- **What you should do**
Locate the word "DMatrix" in the entries below, then gather every line that holds it.

- **Exercise inputs**
______________________________
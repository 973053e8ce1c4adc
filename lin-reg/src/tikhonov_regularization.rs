use nalgebra::{Const, DMatrix, Dim, Dyn, Matrix, MatrixView};

use super::{LinReg, LinRegError};

/// Tikhonov regularization aka ridge regression with a single fixed strength.
/// Solves `(X^T X + alpha * I) W = X^T Y` directly, which makes it the
/// reference the shared eigendecomposition solver is checked against.
#[derive(Debug, Clone)]
pub struct TikhonovRegularization {
    /// Ridge parameter
    pub regularization_coeff: f64,
}

impl LinReg for TikhonovRegularization {
    fn fit_readout<'a>(
        &self,
        design: &'a MatrixView<'a, f64, Dyn, Dyn, Const<1>, Dyn>,
        targets: &'a MatrixView<'a, f64, Dyn, Dyn, Const<1>, Dyn>,
    ) -> Result<DMatrix<f64>, LinRegError> {
        if design.nrows() != targets.nrows() {
            return Err(LinRegError::ShapeMismatch {
                what: "design rows vs target rows",
                expected: design.nrows(),
                got: targets.nrows(),
            });
        }
        let reg_m: DMatrix<f64> = Matrix::from_diagonal_element_generic(
            Dim::from_usize(design.ncols()),
            Dim::from_usize(design.ncols()),
            self.regularization_coeff,
        );

        let p0 = design.transpose() * design;
        let p1 = (p0 + reg_m).try_inverse().ok_or(LinRegError::Singular(design.ncols()))?;
        let p2 = design.transpose() * targets;

        Ok(p1 * p2)
    }
}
______________________________
- **Solution below**
use nalgebra::{Const, DMatrix, Dim, Dyn, Matrix, MatrixView};
    ) -> Result<DMatrix<f64>, LinRegError> {
        let reg_m: DMatrix<f64> = Matrix::from_diagonal_element_generic(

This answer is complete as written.